Thorvaldsens Museum on Wednesdays
Bertel Thorvaldsen was a Danish sculptor who created works of art in plaster and in marble. Thorvaldsen was also an avid collector of antique sculpture. His own works and his private collection are on display at the museum that bears his name. It’s located on the same island where you’ll find Christianborg Slot, Slotsholmen. You can visit Thorvaldsens Museum for free every Wednesday. To help plan your visit and to read more about his collection, click here.
The Danish Design Museum (maybe)
The Danish Design Museum isn’t free for just everyone, but if you’re a student or under 26 – you’re free. Unfortunately for those of us over 26, there’s no day of the week where admission costs are suspended either. Still, the museum is worth seeing, and it makes our list of free things to do in Copenhagen because some readers will get in with no charge.
The Danish Design Museum is located in an 18th century building that was once Denmark’s first public hospital. Even if you aren’t into design, it’s a fascinating look into the history of Scandinavian and Danish influence on modern day design. Exhibits also explain the focus of Danish design on innovations like sustainability. It won’t take a long time in Copenhagen for you to realize the importance of environmental issues to the people of Denmark. This is reflected in the design culture and an interesting takeaway from the museum no mater what you pay or don’t pay to enter.

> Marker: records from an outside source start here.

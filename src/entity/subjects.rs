//! 学科实体

use sea_orm::entity::prelude::*;

#[derive(Clone, Debug, PartialEq, DeriveEntityModel)]
#[sea_orm(table_name = "subjects")]
pub struct Model {
    #[sea_orm(primary_key)]
    pub id: i64,
    #[sea_orm(unique)]
    pub code: String,
    pub name: String,
    #[sea_orm(column_type = "Text", nullable)]
    pub description: Option<String>,
    pub created_at: i64,
}

#[derive(Copy, Clone, Debug, EnumIter, DeriveRelation)]
pub enum Relation {
    #[sea_orm(has_many = "super::assignments::Entity")]
    Assignments,
}

impl Related<super::assignments::Entity> for Entity {
    fn to() -> RelationDef {
        Relation::Assignments.def()
    }
}

impl ActiveModelBehavior for ActiveModel {}

impl Model {
    pub fn into_subject(self) -> crate::models::subjects::Subject {
        crate::models::subjects::Subject {
            id: self.id,
            code: self.code,
            name: self.name,
            description: self.description,
            created_at: super::from_timestamp(self.created_at),
        }
    }
}
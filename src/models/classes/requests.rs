use serde::Deserialize;
use ts_rs::TS;

use super::entities::{ClassStatus, Shift};
use crate::models::common::PaginationQuery;

// 班级查询参数（来自HTTP请求）
#[derive(Debug, Deserialize, TS)]
#[ts(export, export_to = "../frontend/src/types/generated/class.ts")]
pub struct ClassQueryParams {
    #[serde(flatten)]
    #[ts(flatten)]
    pub pagination: PaginationQuery,
    pub search: Option<String>,
    pub status: Option<ClassStatus>,
}

// 创建班级请求，year 缺省时使用配置中的当前学年
#[derive(Debug, Clone, Deserialize, TS)]
#[ts(export, export_to = "../frontend/src/types/generated/class.ts")]
pub struct CreateClassRequest {
    pub name: String,
    pub grade_level: String,
    pub shift: Shift,
    pub year: Option<i32>,
    pub capacity: Option<i32>,
    pub classroom: Option<String>,
    pub status: Option<ClassStatus>,
    pub teacher_id: Option<i64>,
}

#[derive(Debug, Clone, Default, Deserialize, TS)]
#[ts(export, export_to = "../frontend/src/types/generated/class.ts")]
pub struct UpdateClassRequest {
    pub name: Option<String>,
    pub grade_level: Option<String>,
    pub shift: Option<Shift>,
    pub year: Option<i32>,
    pub capacity: Option<i32>,
    pub classroom: Option<String>,
    pub status: Option<ClassStatus>,
    pub teacher_id: Option<i64>,
}

/// 班级名册范围（存储层）
#[derive(Debug, Clone, Copy, PartialEq, Eq)]
pub enum ClassScope {
    All,
    /// 教师任班主任或有授课安排的班级
    TaughtBy(i64),
    /// 学生有效入班的班级
    EnrolledStudent(i64),
}
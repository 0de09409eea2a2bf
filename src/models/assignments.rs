//! 授课安排：某教师在某学年为某班级教授某学科

use serde::{Deserialize, Serialize};
use ts_rs::TS;

#[derive(Debug, Clone, Serialize, Deserialize, TS)]
#[ts(export, export_to = "../frontend/src/types/generated/assignment.ts")]
pub struct Assignment {
    pub id: i64,
    pub class_id: i64,
    pub class_name: String,
    pub subject_id: i64,
    pub subject_name: String,
    pub teacher_id: i64,
    pub teacher_name: String,
    pub year: i32,
    pub created_at: chrono::DateTime<chrono::Utc>,
}

#[derive(Debug, Clone, Deserialize, TS)]
#[ts(export, export_to = "../frontend/src/types/generated/assignment.ts")]
pub struct CreateAssignmentRequest {
    pub class_id: i64,
    pub subject_id: i64,
    pub teacher_id: i64,
    pub year: Option<i32>,
}

#[derive(Debug, Clone, Default, Deserialize, TS)]
#[ts(export, export_to = "../frontend/src/types/generated/assignment.ts")]
pub struct AssignmentQuery {
    #[serde(
        default,
        deserialize_with = "crate::models::common::pagination::deserialize_optional_i64"
    )]
    pub class_id: Option<i64>,
    #[serde(
        default,
        deserialize_with = "crate::models::common::pagination::deserialize_optional_i64"
    )]
    pub teacher_id: Option<i64>,
    #[serde(
        default,
        deserialize_with = "crate::models::common::pagination::deserialize_optional_i64"
    )]
    pub subject_id: Option<i64>,
}
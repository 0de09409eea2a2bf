use serde::{Deserialize, Serialize};
use ts_rs::TS;

#[derive(Debug, Clone, Serialize, Deserialize, TS)]
#[ts(export, export_to = "../frontend/src/types/generated/subject.ts")]
pub struct Subject {
    pub id: i64,
    pub code: String,
    pub name: String,
    pub description: Option<String>,
    pub created_at: chrono::DateTime<chrono::Utc>,
}

#[derive(Debug, Clone, Deserialize, TS)]
#[ts(export, export_to = "../frontend/src/types/generated/subject.ts")]
pub struct CreateSubjectRequest {
    pub code: String,
    pub name: String,
    pub description: Option<String>,
}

Bonus tip: Check out the Danish Design Museum podcast before you visit. You can play it back while you’re there, but the history you’ll hear can give you a great foundation to appreciate the exhibits you’ll explore. You can also listen if you’re flying to Copenhagen and on the fence about visiting the museum. Most likely you’ll be pushed towards fitting it in your itinerary, but it could save you time and/or money if not. Listen to it here.
The Glyptotek Museum on Tuesdays
It’s hard to experience Copenhagen and not feel the legacy of Carlsberg. The Jacobsen family, who founded and ran Carlsberg, have touched many parts of Danish life. Their impact is far more than their beer legacy, they have restored castles, funded the arts and bestowed The Glyptotek Museum on the people of Denmark.
The Glyptotek is a museum created from the personal collection of art and sculpture. The main focus of the museum is sculpture from the ancient Mediterranean cultures of Egypt, Greece and Rome. There are also works from Auguste Rodin, famed French sculptor. Paintings from the Danish Golden Age are also prominently displayed as well as works from French masters and Post-Impressionist artists.
Much like The Louvre in Paris or The Hermitage in Saint Petersburg, The Glyptotek is renowned for being a work of art in itself. The building is gorgeous and the centerpiece is the Winter Gardens which connects multiple wings of the museum. It has mosaic floors, a fountain, palm trees and a glass dome.
The entire Glyptotek experience is available to visitors free of charge on Tuesdays.
As you may imagine, there are some other things that you can do for free depending on the time of year that you visit Copenhagen. For example, in the summer you can visit any of the beaches for free. Amager Beach is a gorgeous man-made beach along the Baltic Sea that you can visit for no cost. There are public swimming areas in the Harbor as well. These activities are best enjoyed in the summer season of course.
In the winter you can’t experience the Danish capital without visiting Copenhagen’s Christmas Markets. Besides the Christmas Market at Tivoli Gardens, they are all free of charge. You may pay to buy a cup of hot chocolate or a warm pastry, but you can enjoy the atmosphere free of charge.
Whenever you visit, there will be plenty for you to take in for free or no charge. Copenhagen can be a pricey city, but you can make up for the cost of living by incorporating free activities in your itinerary.